On peut indiquer plusieurs causes de ce phénomène.

Il est impossible, quoi qu’on fasse, d’élever les lumières du peuple au-dessus d’un certain niveau. On aura beau faciliter les abords des connaissances humaines, améliorer les méthodes d’enseignement et mettre la science à bon marché, on ne fera jamais que les hommes s’instruisent et développent leur intelligence sans y consacrer du temps.

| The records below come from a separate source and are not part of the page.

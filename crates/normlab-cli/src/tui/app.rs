//! TUI application state and event loop.
//!
//! One [`Simulation`] advances on a timer. Each tick replaces the cached
//! statistics and chart data that `ui::draw` reads, and hands a frame to the
//! optional GIF recorder. The run stops sampling at `max_count`; the dashboard
//! stays up until the user quits.

use std::io;
use std::path::PathBuf;
use std::time::{Duration, Instant, SystemTime};

use crossterm::{
    event::{self, Event, KeyCode, KeyEventKind},
    execute,
    terminal::{EnterAlternateScreen, LeaveAlternateScreen, disable_raw_mode, enable_raw_mode},
};
use ratatui::prelude::*;

use normlab_core::export::Frame as ExportFrame;
use normlab_core::{
    ChartSet, ExportOutcome, FrameRecorder, Milestone, RunConfig, Simulation, SimulationError,
    StatisticsSnapshot, Tick, report,
};

/// Fastest and slowest tick interval reachable with `+` / `-`.
const MIN_INTERVAL: Duration = Duration::from_millis(20);
const MAX_INTERVAL: Duration = Duration::from_secs(5);

pub struct App {
    sim: Simulation,
    stats: StatisticsSnapshot,
    charts: ChartSet,
    milestone: Option<Milestone>,
    recorder: FrameRecorder,
    export_outcome: Option<ExportOutcome>,
    running: bool,
    paused: bool,
    interval: Duration,
    last_export: Option<PathBuf>,
    status: Option<String>,
}

impl App {
    pub fn new(config: RunConfig) -> Result<Self, SimulationError> {
        let interval = config.interval();
        let mut recorder = FrameRecorder::to_gif(&config);
        let sim = Simulation::new(config)?;
        let stats = sim.snapshot()?;
        let charts = sim.charts();
        recorder.record(&ExportFrame {
            charts: &charts,
            stats: &stats,
            milestone: None,
            max_count: sim.config().max_count,
        });
        let status = recorder
            .failure()
            .map(|msg| format!("Animation export unavailable: {msg}"));
        Ok(Self {
            sim,
            stats,
            charts,
            milestone: None,
            recorder,
            export_outcome: None,
            running: true,
            paused: false,
            interval,
            last_export: None,
            status,
        })
    }

    pub fn run(&mut self) -> io::Result<()> {
        enable_raw_mode()?;
        let mut stdout = io::stdout();
        execute!(stdout, EnterAlternateScreen)?;
        let backend = CrosstermBackend::new(stdout);
        let mut terminal = Terminal::new(backend)?;

        // Install panic hook that restores terminal before printing the panic.
        let original_hook = std::panic::take_hook();
        std::panic::set_hook(Box::new(move |info| {
            let _ = disable_raw_mode();
            let _ = execute!(io::stdout(), LeaveAlternateScreen, crossterm::cursor::Show);
            original_hook(info);
        }));

        let result = self.run_loop(&mut terminal);

        // Always restore terminal, even if the loop returned an error.
        let _ = std::panic::take_hook(); // remove our hook
        disable_raw_mode()?;
        execute!(
            terminal.backend_mut(),
            LeaveAlternateScreen,
            crossterm::cursor::Show
        )?;

        // Quitting mid-run still closes whatever was recorded so far.
        self.finish_export();

        result
    }

    fn run_loop(
        &mut self,
        terminal: &mut Terminal<CrosstermBackend<io::Stdout>>,
    ) -> io::Result<()> {
        let mut last_tick = Instant::now();

        while self.running {
            terminal.draw(|f| super::ui::draw(f, self))?;

            if event::poll(Duration::from_millis(50))?
                && let Event::Key(key) = event::read()?
                && key.kind == KeyEventKind::Press
            {
                self.handle_key(key.code);
            }

            if last_tick.elapsed() >= self.interval {
                if !self.paused {
                    self.tick();
                }
                last_tick = Instant::now();
            }
        }

        Ok(())
    }

    pub fn handle_key(&mut self, key: KeyCode) {
        match key {
            KeyCode::Char('q') | KeyCode::Esc => self.running = false,
            KeyCode::Char('p') | KeyCode::Char(' ') => self.paused = !self.paused,
            KeyCode::Char('s') => self.export_snapshot(),
            KeyCode::Char('+') | KeyCode::Char('=') | KeyCode::Char(']') => {
                self.interval = (self.interval / 2).max(MIN_INTERVAL);
            }
            KeyCode::Char('-') | KeyCode::Char('[') => {
                self.interval = (self.interval * 2).min(MAX_INTERVAL);
            }
            _ => {}
        }
    }

    /// Advance the simulation by one batch and refresh the cached views.
    pub fn tick(&mut self) {
        match self.sim.advance() {
            Ok(Tick::Advanced(r)) => {
                self.recorder
                    .record(&ExportFrame::from_tick(&r, self.sim.config().max_count));
                if r.milestone.is_some() {
                    self.milestone = r.milestone;
                }
                let r = *r;
                self.stats = r.stats;
                self.charts = r.charts;
                if self.sim.is_complete() {
                    self.finish_export();
                }
            }
            Ok(Tick::Complete) => {}
            Err(e) => {
                log::warn!("tick failed: {e}");
                self.status = Some(format!("Tick failed: {e}"));
                self.paused = true;
            }
        }
    }

    fn finish_export(&mut self) {
        if self.export_outcome.is_some() {
            return;
        }
        let outcome = std::mem::take(&mut self.recorder).finish();
        match &outcome {
            ExportOutcome::Disabled => {}
            ExportOutcome::Saved { path, frames } => {
                self.status = Some(format!("Animation saved to {} ({frames} frames)", path.display()));
            }
            ExportOutcome::Failed(msg) => {
                self.status = Some(format!("Could not save animation: {msg}"));
            }
        }
        self.export_outcome = Some(outcome);
    }

    fn export_snapshot(&mut self) {
        let json = serde_json::json!({
            "version": normlab_core::VERSION,
            "config": self.sim.config(),
            "ticks": self.sim.ticks(),
            "progress": self.sim.progress(),
            "statistics": &self.stats,
            "milestone": self.milestone.map(|m| m.label()),
        });

        let epoch = SystemTime::now()
            .duration_since(SystemTime::UNIX_EPOCH)
            .unwrap_or_default()
            .as_secs();
        let path = PathBuf::from(format!("normlab-snapshot-{epoch}.json"));

        let written = serde_json::to_string_pretty(&json)
            .map_err(|e| e.to_string())
            .and_then(|contents| std::fs::write(&path, contents).map_err(|e| e.to_string()));
        match written {
            Ok(()) => {
                self.status = Some(format!("Snapshot saved to {}", path.display()));
                self.last_export = Some(path);
            }
            Err(e) => {
                log::warn!("snapshot export failed: {e}");
                self.status = Some(format!("Snapshot failed: {e}"));
            }
        }
    }

    /// Final report and export outcome, printed once the terminal is restored.
    pub fn print_summary(&self) {
        for line in report::final_report_lines(&self.stats) {
            println!("{line}");
        }
        if !self.sim.is_complete() {
            println!(
                "Stopped early at {}",
                report::progress_label(self.sim.len(), self.sim.config().max_count)
            );
        }
        match &self.export_outcome {
            Some(ExportOutcome::Saved { path, frames }) => {
                println!("🎞  Animation saved to {} ({frames} frames)", path.display());
            }
            Some(ExportOutcome::Failed(msg)) => eprintln!("Could not save animation: {msg}"),
            _ => {}
        }
        if let Some(path) = &self.last_export {
            println!("📄 Last snapshot: {}", path.display());
        }
    }

    // --- Accessors for the renderer ---

    pub fn config(&self) -> &RunConfig {
        self.sim.config()
    }
    pub fn stats(&self) -> &StatisticsSnapshot {
        &self.stats
    }
    pub fn charts(&self) -> &ChartSet {
        &self.charts
    }
    pub fn milestone(&self) -> Option<Milestone> {
        self.milestone
    }
    pub fn progress(&self) -> f64 {
        self.sim.progress()
    }
    pub fn len(&self) -> usize {
        self.sim.len()
    }
    pub fn ticks(&self) -> u64 {
        self.sim.ticks()
    }
    pub fn is_complete(&self) -> bool {
        self.sim.is_complete()
    }
    pub fn is_paused(&self) -> bool {
        self.paused
    }
    pub fn is_recording(&self) -> bool {
        self.recorder.is_recording()
    }
    pub fn interval(&self) -> Duration {
        self.interval
    }
    pub fn status(&self) -> Option<&str> {
        self.status.as_deref()
    }
}

#[cfg(test)]
mod tests {
    use super::*;

    fn small() -> RunConfig {
        RunConfig {
            initial_count: 50,
            max_count: 125,
            batch_size: 25,
            seed: 42,
            interval_ms: 100,
            ..RunConfig::default()
        }
    }

    #[test]
    fn new_app_shows_initial_sample() {
        let app = App::new(small()).unwrap();
        assert_eq!(app.len(), 50);
        assert_eq!(app.stats().n, 50);
        assert_eq!(app.ticks(), 0);
        assert!(app.milestone().is_none());
        assert!(!app.is_recording());
    }

    #[test]
    fn tick_refreshes_views() {
        let mut app = App::new(small()).unwrap();
        app.tick();
        assert_eq!(app.len(), 75);
        assert_eq!(app.stats().n, 75);
        assert_eq!(app.charts().time_series.recent.len(), 25);
        assert_eq!(app.milestone(), Some(Milestone::Start));
    }

    #[test]
    fn ticks_stop_at_max() {
        let mut app = App::new(small()).unwrap();
        for _ in 0..10 {
            app.tick();
        }
        assert!(app.is_complete());
        assert_eq!(app.len(), 125);
        assert_eq!(app.ticks(), 3);
        assert_eq!(app.milestone(), Some(Milestone::Complete));
    }

    #[test]
    fn pause_and_quit_keys() {
        let mut app = App::new(small()).unwrap();
        app.handle_key(KeyCode::Char('p'));
        assert!(app.is_paused());
        app.handle_key(KeyCode::Char('p'));
        assert!(!app.is_paused());
        app.handle_key(KeyCode::Esc);
        assert!(!app.running);
    }

    #[test]
    fn speed_keys_are_bounded() {
        let mut app = App::new(small()).unwrap();
        app.handle_key(KeyCode::Char('+'));
        assert_eq!(app.interval(), Duration::from_millis(50));
        for _ in 0..10 {
            app.handle_key(KeyCode::Char('+'));
        }
        assert_eq!(app.interval(), MIN_INTERVAL);
        for _ in 0..20 {
            app.handle_key(KeyCode::Char('-'));
        }
        assert_eq!(app.interval(), MAX_INTERVAL);
    }

    #[test]
    fn failed_export_is_reported_not_fatal() {
        let dir = tempfile::tempdir().unwrap();
        let mut app = App::new(RunConfig {
            save_animation: true,
            save_path: dir.path().join("nope").join("a.gif"),
            ..small()
        })
        .unwrap();
        assert!(app.status().unwrap().contains("export unavailable"));
        for _ in 0..3 {
            app.tick();
        }
        assert!(app.is_complete());
        assert!(matches!(app.export_outcome, Some(ExportOutcome::Failed(_))));
    }
}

Le plus ou moins de facilité que rencontre le peuple à vivre sans travailler, forme donc la limite nécessaire de ses progrès intellectuels. Cette limite est placée plus loin dans certains pays, moins loin dans certains autres ; mais pour qu’elle n’existât point, il faudrait que le peuple n’eût point à s’occuper des soins matériels de la vie, c’est-à-dire qu’il ne fût plus le peuple. Il est donc aussi difficile de concevoir une société où tous les hommes soient très éclairés, qu’un État où tous les citoyens soient riches ; ce sont là deux difficultés corrélatives. J’admettrai sans peine que la masse des citoyens veut très sincèrement le bien du pays ; je vais même plus loin, et je dis que les classes inférieures de la société me semblent mêler, en général, à ce désir moins de combinaisons d’intérêt personnel que les classes élevées ; mais ce qui leur manque toujours, plus ou moins, c’est l’art de juger des moyens tout en voulant sincèrement la fin. Quelle longue étude, que de notions diverses sont nécessaires pour se faire une idée exacte du caractère d’un seul homme ! Les plus grands génies s’y égarent, et la multitude y réussirait ! Le peuple ne trouve jamais le temps et les moyens de se livrer à ce travail. Il lui faut toujours juger à la hâte et s’attacher au plus saillant des objets. De là vient que les charlatans de tous genres savent si bien le secret de lui plaire, tandis que, le plus souvent, ses véritables amis y échouent.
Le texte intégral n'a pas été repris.